**DATA SUPPLIED**
use std::future::Future;
use std::io;
use std::sync::atomic::{AtomicBool, Ordering};
use std::sync::Arc;

/// Cooperative cancellation token shared between the binary and the fetch stage.
#[derive(Debug, Clone, Default)]
pub struct CancellationToken {
    cancelled: Arc<AtomicBool>,
    notify: Arc<tokio::sync::Notify>,
}

impl CancellationToken {
    pub fn new() -> Self {
        Self::default()
    }

    /// Marks the token as cancelled and wakes pending waiters.
    pub fn cancel(&self) {
        let already_cancelled = self.cancelled.swap(true, Ordering::SeqCst);
        if !already_cancelled {
            self.notify.notify_waiters();
        }
    }

    pub fn is_cancelled(&self) -> bool {
        self.cancelled.load(Ordering::SeqCst)
    }

    /// Resolves once `cancel` has been called.
    pub async fn cancelled(&self) {
        // 先註冊再檢查，避免錯過 notify_waiters
        let notified = self.notify.notified();
        tokio::pin!(notified);
        notified.as_mut().enable();
        if self.is_cancelled() {
            return;
        }
        notified.await;
    }
}

/// Raises a shared stop flag when dropped.
///
/// Blocking work handed to `spawn_blocking` keeps running after the awaiting
/// future is dropped by a timeout or cancellation; it polls the flag instead.
#[derive(Debug, Default)]
pub struct StopOnDrop {
    stop: Arc<AtomicBool>,
}

impl StopOnDrop {
    pub fn new() -> Self {
        Self::default()
    }

    pub fn flag(&self) -> Arc<AtomicBool> {
        self.stop.clone()
    }
}

impl Drop for StopOnDrop {
    fn drop(&mut self) {
        self.stop.store(true, Ordering::SeqCst);
    }
}

/// Waits for interrupts: the first one cancels `cancel`, the second one
/// returns `true` so the caller can exit. Returns `false` if the signal
/// source fails.
pub async fn handle_interrupts<F, Fut>(
    mut next_interrupt: F,
    cancel: CancellationToken,
) -> bool
where
    F: FnMut() -> Fut,
    Fut: Future<Output = io::Result<()>>,
{
    if let Err(e) = next_interrupt().await {
        tracing::warn!("Cannot listen for interrupts: {}", e);
        return false;
    }
    tracing::warn!("⚠️  Interrupted, cancelling. Press Ctrl-C again to quit now");
    cancel.cancel();

    if next_interrupt().await.is_err() {
        return false;
    }
    tracing::warn!("Interrupted again, exiting");
    true
}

**TASK DESCRIPTION**
For each line of the material that contains "shared", return a copy.

**ANSWER SPACE**
/// Cooperative cancellation token shared between the binary and the fetch stage.
/// Raises a shared stop flag when dropped.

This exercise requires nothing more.